--- Try it ---
Write out each line of the entries below that holds the word "Result".

--- Given entries ---
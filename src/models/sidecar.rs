//! JSON metadata written next to the piece files.

use serde::{Deserialize, Serialize};
use std::collections::BTreeMap;

use tessera::{EdgeSet, GridLayout, JigsawPuzzle};

use crate::error::AppError;

/// Per-piece side shapes of a jigsaw puzzle
pub const EDGES_FILE: &str = "pieces_edges.json";

/// Grid geometry of a jigsaw puzzle
pub const LAYOUT_FILE: &str = "pieces_layout.json";

/// Presentation order written by `shuffle`
pub const ORDER_FILE: &str = "pieces_order.json";

/// Piece name → `[top, right, bottom, left]` edge codes
/// (flat = 2, tab = 1, slot = -1).
#[derive(Debug, Clone, PartialEq, Eq, Default, Serialize, Deserialize)]
#[serde(transparent)]
pub struct EdgeSidecar(pub BTreeMap<String, [i8; 4]>);

impl EdgeSidecar {
    pub fn from_puzzle(puzzle: &JigsawPuzzle) -> Self {
        let map = puzzle
            .pieces
            .iter()
            .zip(puzzle.edges.cells())
            .map(|(piece, edges)| (piece.name.clone(), edges.codes()))
            .collect();
        Self(map)
    }

    #[inline]
    pub fn len(&self) -> usize {
        self.0.len()
    }

    #[inline]
    pub fn is_empty(&self) -> bool {
        self.0.is_empty()
    }

    /// Edge sets in the order of `names`.
    ///
    /// Every sidecar entry must name a loaded piece and every loaded piece
    /// must have an entry.
    pub fn edge_sets(&self, names: &[String]) -> Result<Vec<EdgeSet>, AppError> {
        check_listed(EDGES_FILE, self.0.keys(), names)?;

        names
            .iter()
            .map(|name| {
                let codes = self.0.get(name).ok_or_else(|| {
                    AppError::Sidecar(format!("{EDGES_FILE} has no entry for {name}"))
                })?;
                EdgeSet::from_codes(*codes).ok_or_else(|| {
                    AppError::Sidecar(format!("{name} has invalid edge codes {codes:?}"))
                })
            })
            .collect()
    }
}

/// Grid geometry of a jigsaw puzzle as persisted in `pieces_layout.json`.
#[derive(Debug, Clone, PartialEq, Eq, Serialize, Deserialize)]
pub struct LayoutSidecar {
    pub rows: usize,
    pub cols: usize,
    pub piece_width: u32,
    pub piece_height: u32,
    pub tab_radius: u32,
    /// Names of the pieces cut from each cell, by row
    #[serde(default)]
    pub cells: Vec<Vec<String>>,
}

impl From<GridLayout> for LayoutSidecar {
    fn from(layout: GridLayout) -> Self {
        let cells = (0..layout.rows)
            .map(|row| (0..layout.cols).map(|col| layout.name(row, col)).collect())
            .collect();
        Self {
            rows: layout.rows,
            cols: layout.cols,
            piece_width: layout.piece_width,
            piece_height: layout.piece_height,
            tab_radius: layout.tab_radius,
            cells,
        }
    }
}

impl LayoutSidecar {
    /// Checked conversion back to a grid layout.
    pub fn layout(&self) -> Result<GridLayout, AppError> {
        if self.rows == 0 || self.cols == 0 {
            return Err(AppError::Sidecar(format!(
                "{LAYOUT_FILE} has an empty {}x{} grid",
                self.rows, self.cols
            )));
        }
        if self.piece_width == 0 || self.piece_height == 0 {
            return Err(AppError::Sidecar(format!(
                "{LAYOUT_FILE} has a zero piece size {}x{}",
                self.piece_width, self.piece_height
            )));
        }
        if !self.cells.is_empty()
            && (self.cells.len() != self.rows || self.cells.iter().any(|r| r.len() != self.cols))
        {
            return Err(AppError::Sidecar(format!(
                "{LAYOUT_FILE} cell names do not form a {}x{} grid",
                self.rows, self.cols
            )));
        }
        Ok(GridLayout {
            rows: self.rows,
            cols: self.cols,
            piece_width: self.piece_width,
            piece_height: self.piece_height,
            tab_radius: self.tab_radius,
        })
    }

    /// Fail when a cell names a piece that is not present.
    pub fn check_against(&self, names: &[String]) -> Result<(), AppError> {
        check_listed(LAYOUT_FILE, self.cells.iter().flatten(), names)
    }
}

/// Piece names in presentation order.
#[derive(Debug, Clone, PartialEq, Eq, Default, Serialize, Deserialize)]
#[serde(transparent)]
pub struct OrderSidecar(pub Vec<String>);

impl OrderSidecar {
    /// Fail when the order names a piece that is not present.
    pub fn check_against(&self, names: &[String]) -> Result<(), AppError> {
        check_listed(ORDER_FILE, self.0.iter(), names)
    }
}

fn check_listed<'a>(
    file: &str,
    mut listed: impl Iterator<Item = &'a String>,
    names: &[String],
) -> Result<(), AppError> {
    match listed.find(|n| !names.contains(n)) {
        Some(missing) => Err(AppError::ResourceMissing(format!(
            "{file} lists {missing}, which is not in the piece directory"
        ))),
        None => Ok(()),
    }
}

--- Exercise response ---
    pub fn edge_sets(&self, names: &[String]) -> Result<Vec<EdgeSet>, AppError> {
    pub fn layout(&self) -> Result<GridLayout, AppError> {
    pub fn check_against(&self, names: &[String]) -> Result<(), AppError> {
    pub fn check_against(&self, names: &[String]) -> Result<(), AppError> {
) -> Result<(), AppError> {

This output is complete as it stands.